─── Records for the task ───

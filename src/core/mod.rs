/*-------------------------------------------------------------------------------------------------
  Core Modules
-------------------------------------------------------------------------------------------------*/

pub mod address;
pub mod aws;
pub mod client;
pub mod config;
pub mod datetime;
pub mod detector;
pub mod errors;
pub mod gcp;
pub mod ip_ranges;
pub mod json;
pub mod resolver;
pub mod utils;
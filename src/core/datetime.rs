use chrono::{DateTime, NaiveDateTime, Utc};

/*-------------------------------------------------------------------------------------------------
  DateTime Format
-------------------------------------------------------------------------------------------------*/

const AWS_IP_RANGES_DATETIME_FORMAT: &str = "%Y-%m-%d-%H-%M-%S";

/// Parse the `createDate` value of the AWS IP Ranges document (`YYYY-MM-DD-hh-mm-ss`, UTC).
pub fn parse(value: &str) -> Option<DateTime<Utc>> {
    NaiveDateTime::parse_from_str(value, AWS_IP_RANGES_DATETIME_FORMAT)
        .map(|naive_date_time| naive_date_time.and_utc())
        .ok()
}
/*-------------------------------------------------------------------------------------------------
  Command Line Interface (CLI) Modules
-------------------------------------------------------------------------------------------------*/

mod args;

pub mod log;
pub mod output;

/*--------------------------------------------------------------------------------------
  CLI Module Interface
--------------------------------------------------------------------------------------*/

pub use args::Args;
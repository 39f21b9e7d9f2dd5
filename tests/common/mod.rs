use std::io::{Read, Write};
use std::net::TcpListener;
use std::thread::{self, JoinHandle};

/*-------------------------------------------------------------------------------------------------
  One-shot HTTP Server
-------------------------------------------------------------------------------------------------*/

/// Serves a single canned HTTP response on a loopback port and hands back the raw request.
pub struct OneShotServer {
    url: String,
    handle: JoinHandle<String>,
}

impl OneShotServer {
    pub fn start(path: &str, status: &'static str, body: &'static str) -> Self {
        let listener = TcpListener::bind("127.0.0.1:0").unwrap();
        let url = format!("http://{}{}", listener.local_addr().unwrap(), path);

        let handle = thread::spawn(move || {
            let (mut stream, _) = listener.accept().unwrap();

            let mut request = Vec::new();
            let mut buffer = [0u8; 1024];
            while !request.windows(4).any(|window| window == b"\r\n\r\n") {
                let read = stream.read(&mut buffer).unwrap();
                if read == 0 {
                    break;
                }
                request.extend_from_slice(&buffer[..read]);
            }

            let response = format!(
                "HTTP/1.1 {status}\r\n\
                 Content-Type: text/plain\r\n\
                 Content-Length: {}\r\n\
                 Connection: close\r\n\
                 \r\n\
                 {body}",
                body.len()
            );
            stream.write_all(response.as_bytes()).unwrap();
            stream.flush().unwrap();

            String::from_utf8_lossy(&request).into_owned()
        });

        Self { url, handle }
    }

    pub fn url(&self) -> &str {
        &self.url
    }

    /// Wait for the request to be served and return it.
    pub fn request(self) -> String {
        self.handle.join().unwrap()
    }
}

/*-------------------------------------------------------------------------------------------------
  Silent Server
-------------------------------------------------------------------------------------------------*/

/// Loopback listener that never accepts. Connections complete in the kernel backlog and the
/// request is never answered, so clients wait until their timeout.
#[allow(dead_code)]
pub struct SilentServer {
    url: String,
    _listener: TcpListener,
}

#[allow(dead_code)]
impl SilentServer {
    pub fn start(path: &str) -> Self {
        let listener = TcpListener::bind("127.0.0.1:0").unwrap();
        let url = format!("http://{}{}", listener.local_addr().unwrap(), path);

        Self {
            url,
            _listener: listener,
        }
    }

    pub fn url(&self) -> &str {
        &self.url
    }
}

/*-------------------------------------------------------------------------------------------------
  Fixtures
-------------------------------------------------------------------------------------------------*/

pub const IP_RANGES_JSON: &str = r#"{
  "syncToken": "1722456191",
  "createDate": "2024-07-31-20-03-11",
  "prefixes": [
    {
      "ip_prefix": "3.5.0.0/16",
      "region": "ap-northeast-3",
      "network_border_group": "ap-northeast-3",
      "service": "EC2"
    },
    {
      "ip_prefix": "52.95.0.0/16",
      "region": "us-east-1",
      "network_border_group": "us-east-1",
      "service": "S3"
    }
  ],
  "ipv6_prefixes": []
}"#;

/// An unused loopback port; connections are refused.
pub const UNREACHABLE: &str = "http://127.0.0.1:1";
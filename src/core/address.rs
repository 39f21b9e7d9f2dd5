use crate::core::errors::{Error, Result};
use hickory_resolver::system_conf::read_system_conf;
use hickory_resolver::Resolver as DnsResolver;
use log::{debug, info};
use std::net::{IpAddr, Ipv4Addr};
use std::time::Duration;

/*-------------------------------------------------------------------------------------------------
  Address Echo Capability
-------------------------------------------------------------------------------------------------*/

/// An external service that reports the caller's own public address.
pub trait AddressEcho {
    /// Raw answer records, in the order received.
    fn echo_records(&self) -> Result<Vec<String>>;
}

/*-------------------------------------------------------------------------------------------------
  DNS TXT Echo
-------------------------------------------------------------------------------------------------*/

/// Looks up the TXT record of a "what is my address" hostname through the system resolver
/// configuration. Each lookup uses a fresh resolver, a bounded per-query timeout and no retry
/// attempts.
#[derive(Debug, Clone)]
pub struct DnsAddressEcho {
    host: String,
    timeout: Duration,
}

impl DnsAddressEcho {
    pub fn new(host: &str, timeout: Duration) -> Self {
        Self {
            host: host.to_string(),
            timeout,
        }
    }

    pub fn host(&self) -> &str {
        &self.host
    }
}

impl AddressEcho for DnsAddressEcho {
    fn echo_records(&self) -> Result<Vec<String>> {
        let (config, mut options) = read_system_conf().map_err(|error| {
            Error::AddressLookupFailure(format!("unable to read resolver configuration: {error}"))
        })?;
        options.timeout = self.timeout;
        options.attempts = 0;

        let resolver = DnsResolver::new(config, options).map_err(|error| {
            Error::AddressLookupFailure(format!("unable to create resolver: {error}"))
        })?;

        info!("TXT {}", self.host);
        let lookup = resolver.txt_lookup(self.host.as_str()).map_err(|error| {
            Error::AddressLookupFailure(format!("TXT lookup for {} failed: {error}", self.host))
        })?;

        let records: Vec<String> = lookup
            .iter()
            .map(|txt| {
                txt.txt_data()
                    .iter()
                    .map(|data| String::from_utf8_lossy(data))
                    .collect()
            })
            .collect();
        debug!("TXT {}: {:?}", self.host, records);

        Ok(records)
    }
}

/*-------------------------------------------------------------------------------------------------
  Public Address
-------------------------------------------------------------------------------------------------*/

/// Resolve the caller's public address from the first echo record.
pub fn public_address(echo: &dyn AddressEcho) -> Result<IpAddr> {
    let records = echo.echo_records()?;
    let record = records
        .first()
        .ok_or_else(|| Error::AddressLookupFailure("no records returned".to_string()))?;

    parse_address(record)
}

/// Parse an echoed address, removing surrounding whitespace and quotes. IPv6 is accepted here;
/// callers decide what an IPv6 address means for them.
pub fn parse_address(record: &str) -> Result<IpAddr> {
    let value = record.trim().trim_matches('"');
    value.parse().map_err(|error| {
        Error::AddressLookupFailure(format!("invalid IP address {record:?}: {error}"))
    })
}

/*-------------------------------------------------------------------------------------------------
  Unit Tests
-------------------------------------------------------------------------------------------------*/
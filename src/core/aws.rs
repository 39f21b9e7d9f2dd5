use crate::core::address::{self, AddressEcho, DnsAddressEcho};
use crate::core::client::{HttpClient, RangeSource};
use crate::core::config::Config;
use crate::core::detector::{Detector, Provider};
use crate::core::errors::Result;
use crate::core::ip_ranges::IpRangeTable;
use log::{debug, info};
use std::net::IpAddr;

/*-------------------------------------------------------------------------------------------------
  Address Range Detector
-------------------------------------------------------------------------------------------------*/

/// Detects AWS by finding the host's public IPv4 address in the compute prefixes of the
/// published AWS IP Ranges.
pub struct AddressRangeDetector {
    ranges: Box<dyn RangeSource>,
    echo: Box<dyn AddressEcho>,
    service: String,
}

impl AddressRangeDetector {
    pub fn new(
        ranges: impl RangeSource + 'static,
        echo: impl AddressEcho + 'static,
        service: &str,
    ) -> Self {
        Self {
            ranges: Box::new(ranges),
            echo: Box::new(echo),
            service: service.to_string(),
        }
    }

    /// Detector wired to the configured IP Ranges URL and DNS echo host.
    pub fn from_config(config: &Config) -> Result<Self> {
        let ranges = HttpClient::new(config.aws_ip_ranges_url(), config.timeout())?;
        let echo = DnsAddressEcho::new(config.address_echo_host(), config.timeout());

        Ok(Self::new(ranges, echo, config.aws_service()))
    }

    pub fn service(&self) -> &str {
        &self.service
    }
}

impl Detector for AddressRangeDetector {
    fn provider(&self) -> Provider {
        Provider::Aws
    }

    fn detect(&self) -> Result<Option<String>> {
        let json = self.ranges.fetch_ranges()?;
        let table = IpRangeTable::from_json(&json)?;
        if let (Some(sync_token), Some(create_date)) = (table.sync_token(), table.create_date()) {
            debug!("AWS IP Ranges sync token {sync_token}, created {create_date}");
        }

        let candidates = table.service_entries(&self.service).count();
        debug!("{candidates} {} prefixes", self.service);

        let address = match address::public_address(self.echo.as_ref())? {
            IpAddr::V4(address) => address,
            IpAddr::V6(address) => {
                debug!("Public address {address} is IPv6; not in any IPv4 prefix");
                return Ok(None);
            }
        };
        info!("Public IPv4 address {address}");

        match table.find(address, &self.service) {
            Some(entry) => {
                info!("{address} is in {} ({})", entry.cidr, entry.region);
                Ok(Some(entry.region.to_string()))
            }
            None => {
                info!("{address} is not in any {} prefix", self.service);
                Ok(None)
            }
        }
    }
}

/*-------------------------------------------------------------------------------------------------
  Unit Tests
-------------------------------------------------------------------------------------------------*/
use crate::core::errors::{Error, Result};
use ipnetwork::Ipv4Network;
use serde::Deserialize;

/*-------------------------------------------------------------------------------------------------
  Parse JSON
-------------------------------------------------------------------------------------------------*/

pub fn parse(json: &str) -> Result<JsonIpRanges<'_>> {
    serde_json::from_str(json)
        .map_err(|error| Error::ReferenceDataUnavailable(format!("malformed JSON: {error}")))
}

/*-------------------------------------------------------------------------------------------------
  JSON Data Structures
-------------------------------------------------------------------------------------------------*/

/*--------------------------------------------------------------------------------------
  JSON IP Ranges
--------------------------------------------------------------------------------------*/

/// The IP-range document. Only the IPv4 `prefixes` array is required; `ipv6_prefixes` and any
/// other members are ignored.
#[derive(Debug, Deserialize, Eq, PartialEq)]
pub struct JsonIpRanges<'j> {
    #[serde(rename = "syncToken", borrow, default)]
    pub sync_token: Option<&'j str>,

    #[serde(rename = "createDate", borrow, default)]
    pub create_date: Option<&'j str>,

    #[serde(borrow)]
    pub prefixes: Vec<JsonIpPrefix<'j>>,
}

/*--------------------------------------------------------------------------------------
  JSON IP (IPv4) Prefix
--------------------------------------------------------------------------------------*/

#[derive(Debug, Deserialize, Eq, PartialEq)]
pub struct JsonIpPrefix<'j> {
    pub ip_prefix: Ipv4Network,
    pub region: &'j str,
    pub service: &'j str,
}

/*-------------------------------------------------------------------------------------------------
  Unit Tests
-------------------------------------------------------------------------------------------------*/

───

- [What you have to do]: Would you output, unchanged, each line from the start of the records to the line that holds "pub mod address;", both included and nothing else?

- [Exercise result]:
filename src/core/mod.rs
/*-------------------------------------------------------------------------------------------------
  Core Modules
-------------------------------------------------------------------------------------------------*/

pub mod address;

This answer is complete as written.